1935-1937: Bombay. A poem and a speech in praise of his spiritual master win Srila Prabhupada recogonition for his skill at presenting Krsna consciousness in English.

by Srila Satsvarupa dasa Goswami

Srila Prabhupada's spiritual master, His Divine Grace Bhaktisiddhanta Sarasvati Thakura..

Srila Prabhupada’s spiritual master, His Divine Grace Bhaktisiddhanta Sarasvati Thakura..

After receiving spiritual initiation in 1932, Srila Prabhupada (then Abhay Charan De) sought to expand his pharmaceutical business both to support his family and to contribute to his spiritual master’s preaching mission. Even more important to him, however, were the rare occasions when he could meet with his spiritual master, Srila Bhaktisiddhanta Sarasvati Thakura. Srila Bhaktisiddhanta’s affectionate dealings with Abhay, his vast erudition in Krsna conscious philosophy, and his uncompromising attacks against casteism and cheating religionists impressed Abhay deeply and provided lasting inspiration for his own preaching work.

In 1933 business reverses prompted Abhay to leave his family at home in Allahabad for some time and try to set up a pharmaceutical business in Bombay.
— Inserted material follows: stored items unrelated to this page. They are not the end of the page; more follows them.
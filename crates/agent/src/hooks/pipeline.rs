use std::sync::Arc;

use async_trait::async_trait;
use chrono::Utc;
use tracing::{debug, info, warn};

use crate::context::RunContext;
use crate::hooks::{
    HookCallback, HookError, HookInput, HookMatcher, HookOutput, HookPoint, HookSet, RunAuditLog,
    RunAuditRecord, ToolPolicy,
};
use crate::live::{LiveChannel, LiveUpdate};
use crate::progress::{ProgressUpdate, finished_percent, started_percent};
use crate::recovery::{ErrorDescription, classify};
use crate::sink::SinkError;

/// Collaborators shared by every hook of one run.
struct Shared {
    ctx: Arc<RunContext>,
    live: Arc<dyn LiveChannel>,
    audit: Arc<dyn RunAuditLog>,
    policy: Arc<dyn ToolPolicy>,
}

impl Shared {
    async fn publish(&self, update: LiveUpdate) {
        if let Err(e) = self.live.publish(update).await {
            log_sink_failure(&self.ctx, &e);
        }
    }

    async fn report(&self, update: ProgressUpdate) {
        if let Err(e) = self.ctx.progress().report(update).await {
            log_sink_failure(&self.ctx, &e);
        }
    }
}

fn log_sink_failure(ctx: &RunContext, err: &SinkError) {
    warn!(
        session_id = ctx.session_id(),
        sink = err.sink,
        error = %err.message,
        "hook side effect failed; run continues"
    );
}

/// Builds the five lifecycle hook sets for one run.
pub struct HookPipeline {
    shared: Arc<Shared>,
}

impl HookPipeline {
    pub fn new(
        ctx: Arc<RunContext>,
        live: Arc<dyn LiveChannel>,
        audit: Arc<dyn RunAuditLog>,
        policy: Arc<dyn ToolPolicy>,
    ) -> Self {
        Self {
            shared: Arc::new(Shared {
                ctx,
                live,
                audit,
                policy,
            }),
        }
    }

    pub fn build(&self) -> HookSet {
        let s = &self.shared;
        let mut set = HookSet::new();
        set.add(HookPoint::RunStart, single(RunStartHook(s.clone())))
            .add(HookPoint::PreToolUse, single(PreToolHook(s.clone())))
            .add(HookPoint::PostToolUse, single(PostToolHook(s.clone())))
            .add(HookPoint::PostToolUseFailure, single(ToolFailureHook(s.clone())))
            .add(HookPoint::RunEnd, single(RunEndHook(s.clone())));
        set
    }
}

fn single(hook: impl HookCallback + 'static) -> HookMatcher {
    let hook: Arc<dyn HookCallback> = Arc::new(hook);
    HookMatcher::any(vec![hook])
}

struct RunStartHook(Arc<Shared>);

#[async_trait]
impl HookCallback for RunStartHook {
    fn name(&self) -> &str {
        "run-start"
    }

    async fn call(&self, input: &HookInput) -> Result<HookOutput, HookError> {
        let HookInput::RunStart { session_id, source } = input else {
            return Ok(HookOutput::proceed());
        };
        let ctx = &self.0.ctx;
        info!(session_id = %session_id, source = %source, brand_id = %ctx.brand_id(), "agent run started");

        self.0
            .publish(LiveUpdate::RunStarted {
                session_id: session_id.clone(),
                brand_id: ctx.brand_id(),
                source: source.clone(),
            })
            .await;
        Ok(HookOutput::proceed())
    }
}

struct PreToolHook(Arc<Shared>);

#[async_trait]
impl HookCallback for PreToolHook {
    fn name(&self) -> &str {
        "pre-tool-use"
    }

    async fn call(&self, input: &HookInput) -> Result<HookOutput, HookError> {
        let HookInput::PreToolUse { tool_name, .. } = input else {
            return Ok(HookOutput::proceed());
        };
        let ctx = &self.0.ctx;
        let count = ctx.record_tool_call();
        let percent = started_percent(tool_name, count);
        debug!(session_id = ctx.session_id(), tool = %tool_name, count, percent, "tool starting");

        self.0
            .report(ProgressUpdate::percent(percent).with_status(format!("running {tool_name}")))
            .await;

        let verdict = self.0.policy.decide(ctx, tool_name);
        Ok(HookOutput::with_permission(verdict.decision, verdict.reason))
    }
}

struct PostToolHook(Arc<Shared>);

#[async_trait]
impl HookCallback for PostToolHook {
    fn name(&self) -> &str {
        "post-tool-use"
    }

    async fn call(&self, input: &HookInput) -> Result<HookOutput, HookError> {
        let HookInput::PostToolUse {
            session_id,
            tool_name,
            ..
        } = input
        else {
            return Ok(HookOutput::proceed());
        };
        let percent = finished_percent(tool_name, self.0.ctx.tool_call_count());

        self.0
            .report(ProgressUpdate::percent(percent).with_tool(tool_name.clone()))
            .await;
        self.0
            .publish(LiveUpdate::ToolProgress {
                session_id: session_id.clone(),
                tool_name: tool_name.clone(),
                percent,
            })
            .await;
        Ok(HookOutput::proceed())
    }
}

struct ToolFailureHook(Arc<Shared>);

#[async_trait]
impl HookCallback for ToolFailureHook {
    fn name(&self) -> &str {
        "post-tool-use-failure"
    }

    async fn call(&self, input: &HookInput) -> Result<HookOutput, HookError> {
        let HookInput::PostToolUseFailure {
            session_id,
            tool_name,
            error,
            ..
        } = input
        else {
            return Ok(HookOutput::proceed());
        };
        let recoverability = classify(&ErrorDescription::other(error.clone()));
        warn!(
            session_id = %session_id,
            tool = %tool_name,
            error = %error,
            ?recoverability,
            "tool failed"
        );

        self.0
            .publish(LiveUpdate::ToolError {
                session_id: session_id.clone(),
                tool_name: tool_name.clone(),
                error: error.clone(),
            })
            .await;
        Ok(HookOutput::proceed())
    }
}

struct RunEndHook(Arc<Shared>);

#[async_trait]
impl HookCallback for RunEndHook {
    fn name(&self) -> &str {
        "run-end"
    }

    async fn call(&self, input: &HookInput) -> Result<HookOutput, HookError> {
        let HookInput::RunEnd { session_id, reason } = input else {
            return Ok(HookOutput::proceed());
        };
        let ctx = &self.0.ctx;
        let record = RunAuditRecord {
            session_id: session_id.clone(),
            user_id: ctx.user_id(),
            brand_id: ctx.brand_id(),
            reason: reason.clone(),
            tool_call_count: ctx.tool_call_count(),
            ended_at: Utc::now(),
        };
        if let Err(e) = self.0.audit.record(record).await {
            log_sink_failure(ctx, &e);
        }
        info!(session_id = %session_id, reason = %reason, tools = ctx.tool_call_count(), "agent run ended");

        self.0
            .publish(LiveUpdate::RunEnded {
                session_id: session_id.clone(),
                reason: reason.clone(),
            })
            .await;
        Ok(HookOutput::proceed())
    }
}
Simultaneously, he helped establish the Bombay branch of the Gaudiya Math, and in early 1935 he joined his Godbrothers there in celebrating Srila Bhaktisiddhanta’s birthday

It was the sixty-second birthday of Srila Bhaktisiddhanta Sarasvati. At Jagannatha Puri, where he was residing, the devotees observed the day with ceremony. At the small Bombay center, the few disciples planned an evening observance and invited local people. For the occasion, Abhay wrote a poem:

Srila Prabhupada as he appeared in 1935

Srila Prabhupada as he appeared in 1935

Adore adore ye all
The happy day,
Blessed than heaven,
Sweeter than May,
When he appeared at Puri,
The holy place,
My Lord and Master,
His Divine Grace.

Oh! my Master
The evangelic angel,
Give us Thy light,
Light up Thy candle.
Struggle for existence,
A human race.
The only hope,
His Divine Grace

Misled we are,
All going astray.
Save us, Lord,
Our fervent pray.
Wonder Thy ways
To turn our face.
Adore Thy feet,
Your Divine Grace.

Forgotten Krishna,
We fallen souls,
Paying most heavy
The illusion’s toll.
Darkness around,
All untrace.
The only hope,
His Divine Grace.

Message of service
Thou hast brought.
A healthful life
As Chaitanya wrought.
Unknown to all,
It’s full of brace.
That’s your gift,
Your Divine Grace

Absolute is sentient,
Thou hast proved,
Impersonal calamity
Thou hast removed.
This gives us a life
Anew and fresh.
Worship Thy feet,
Your Divine Grace,

Had you not come,
Who had told
The message of Krishna,
Forceful and bold?
That’s your right.
You have the mace.
Save me of alien,
Your Divine Grace.

The line of service
As drawn by you
Is pleasing and healthy
As morning dew.
The oldest of all,
But in new dress.
Miracle done,
Your Divine Grace

Abhay also composed a speech, which he read before the assembled guests and members of the Gaudiya Math. Although his first language was Bengali, his English was clear and natural.

Gentlemen, the offering of such an homage as has been arranged this evening to the acaryadeva is not a sectarian concern, because when we speak of the fundamental principle of gurudeva or acaryadeva, we speak of something that is of universal application. There does not arise any question of discriminating my guru from yours or anyone else’s. There is only one guru, who appears in an infinity of forms to teach you, me. and all others. The guru or acaryadeva, as we learn from the bona fide scriptures, delivers the message of the absolute world, the transcendental abode of the Absolute Personality, where everything nondifferentially serves the Absolute Truth.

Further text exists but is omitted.